◆ **EXERCISE DETAILS**:
In the data below, find every line with the word "joined" and copy it out.

◆ **RECORDS FOR THIS TASK**:
impl PipelineEngine {
    pub fn new(registry: Arc<CapabilityRegistry>, settings: EngineSettings) -> Self {
        Self { registry, settings }
    }

    pub fn registry(&self) -> &CapabilityRegistry {
        &self.registry
    }

    /// Execute the graph and assemble its report
    pub async fn run(&self, graph: &StageGraph, inputs: &RunInputs) -> Result<AdvisoryReport> {
        let layout = graph.report.as_ref().ok_or_else(|| {
            OrchestrationError::Configuration("graph declares no report layout".to_string())
        })?;

        let run = self.execute(graph, inputs).await?;
        ReportAggregator::assemble(layout, &run.outputs)
    }

    /// Execute every stage, respecting dependencies (fail-fast, cancel-on-failure)
    pub async fn execute(&self, graph: &StageGraph, inputs: &RunInputs) -> Result<PipelineRun> {
        let (result, run) = self.execute_observed(graph, inputs).await;
        result.map(|()| run)
    }

    /// Like [`execute`](Self::execute), but the per-stage observations (and the
    /// outputs of stages that completed) come back even when the run fails.
    /// A graph that fails validation yields no observations.
    pub async fn execute_observed(&self, graph: &StageGraph, inputs: &RunInputs) -> (Result<()>, PipelineRun) {
        let mut run = PipelineRun {
            outputs: BTreeMap::new(),
            observations: Vec::new(),
        };
        let result = match graph.validate(&self.registry) {
            Ok(()) => self.drive(graph, inputs, &mut run).await,
            Err(e) => Err(e),
        };
        (result, run)
    }

    async fn drive(&self, graph: &StageGraph, inputs: &RunInputs, run: &mut PipelineRun) -> Result<()> {
        let stages = &graph.stages;
        let pool_size = self
            .settings
            .worker_pool_size
            .unwrap_or_else(|| graph.widest_fan())
            .max(1);

        let ctx = Arc::new(RunContext {
            registry: self.registry.clone(),
            workers: Semaphore::new(pool_size),
            cancelled: AtomicBool::new(false),
            call_timeout: self.settings.per_call_timeout,
        });

        info!(stages = stages.len(), pool_size, "Starting pipeline run");

        let PipelineRun {
            outputs,
            observations,
        } = run;
        let mut status = vec![StageStatus::Pending; stages.len()];
        *observations = stages
            .iter()
            .map(|s| StageObservation {
                stage: s.name.clone(),
                capability: s.capability.clone(),
                status: StageStatus::Pending,
                invocations: 0,
                execution_time_ms: 0,
                error: None,
            })
            .collect();
        let dependencies: Vec<Vec<usize>> = stages
            .iter()
            .map(|s| s.depends_on.iter().filter_map(|d| graph.index_of(d)).collect())
            .collect();

        let mut in_flight: JoinSet<StageOutcome> = JoinSet::new();
        let mut running: BTreeSet<usize> = BTreeSet::new();
        let mut failures: Vec<(usize, OrchestrationError)> = Vec::new();
        let mut failure_fan: Option<BTreeSet<usize>> = None;

        loop {
            // -------------------------------------------------
            // 1️⃣ DISPATCH READY STAGES
            // -------------------------------------------------
            let sequential_running = running.iter().any(|i| stages[*i].is_sequential());
            if !ctx.is_cancelled() && !sequential_running {
                for index in 0..stages.len() {
                    if !matches!(status[index], StageStatus::Pending | StageStatus::Ready) {
                        continue;
                    }
                    if !dependencies[index]
                        .iter()
                        .all(|d| status[*d] == StageStatus::Completed)
                    {
                        continue;
                    }

                    status[index] = StageStatus::Ready;
                    let node = &stages[index];
                    if node.is_sequential() && !running.is_empty() {
                        break;
                    }

                    match prepare(node, inputs, outputs) {
                        Ok(job) => {
                            debug!(stage = %node.name, capability = %node.capability, "Dispatching stage");
                            status[index] = StageStatus::Running;
                            running.insert(index);
                            in_flight.spawn(run_stage(ctx.clone(), index, job));
                        }
                        Err(e) => {
                            status[index] = StageStatus::Failed;
                            observations[index].error = Some(e.to_string());
                            record_failure(&ctx, &running, &mut failure_fan, &mut failures, node, index, e);
                            if ctx.is_cancelled() {
                                break;
                            }
                            continue;
                        }
                    }

                    if node.is_sequential() {
                        break;
                    }
                }
            }

            // -------------------------------------------------
            // 2️⃣ COLLECT NEXT COMPLETION
            // -------------------------------------------------
            let Some(joined) = in_flight.join_next().await else {
                break;
            };
            let outcome = joined
                .map_err(|e| OrchestrationError::Execution(format!("stage task aborted: {}", e)))?;

            let index = outcome.index;
            let node = &stages[index];
            running.remove(&index);
            observations[index].invocations = outcome.invocations;
            observations[index].execution_time_ms = outcome.elapsed_ms;

            match outcome.result {
                Ok(value) if ctx.is_cancelled() => {
                    debug!(stage = %node.name, "Discarding output after cancellation");
                    status[index] = StageStatus::Discarded;
                    drop(value);
                }
                Ok(value) => {
                    debug!(
                        stage = %node.name,
                        elapsed_ms = outcome.elapsed_ms,
                        "Stage completed"
                    );
                    status[index] = StageStatus::Completed;
                    outputs.insert(node.name.clone(), value);
                }
                Err(OrchestrationError::Cancelled(_)) => {
                    status[index] = StageStatus::Cancelled;
                }
                Err(e) => {
                    status[index] = StageStatus::Failed;
                    observations[index].error = Some(e.to_string());
                    record_failure(&ctx, &running, &mut failure_fan, &mut failures, node, index, e);
                }
            }
        }

        // -------------------------------------------------
        // 3️⃣ SETTLE STAGES THAT NEVER RAN
        // -------------------------------------------------
        for (index, state) in status.iter_mut().enumerate() {
            if matches!(state, StageStatus::Pending | StageStatus::Ready) {
                *state = if ctx.is_cancelled() {
                    StageStatus::Cancelled
                } else {
                    StageStatus::Skipped
                };
            }
            observations[index].status = *state;
        }

        if let Some(fan) = failure_fan {
            let (index, cause) = failures
                .into_iter()
                .filter(|(i, _)| fan.contains(i))
                .min_by_key(|(i, _)| *i)
                .ok_or_else(|| OrchestrationError::Execution("failure record lost".to_string()))?;

            let node = &stages[index];
            warn!(
                stage = %node.name,
                kind = %cause.kind(),
                error = %cause,
                "Pipeline failed"
            );
            return Err(OrchestrationError::StageFailed {
                stage: node.name.clone(),
                capability: node.capability.clone(),
                source: Box::new(cause),
            });
        }

        if let Some(stalled) = observations
            .iter()
            .find(|o| o.status != StageStatus::Completed)
        {
            return Err(OrchestrationError::Execution(format!(
                "stage '{}' ended {:?} without a recorded failure",
                stalled.stage, stalled.status
            )));
        }

        info!(stages = stages.len(), "Pipeline run completed");
        Ok(())
    }
}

◆ **WRITTEN SOLUTION**:
            let Some(joined) = in_flight.join_next().await else {
            let outcome = joined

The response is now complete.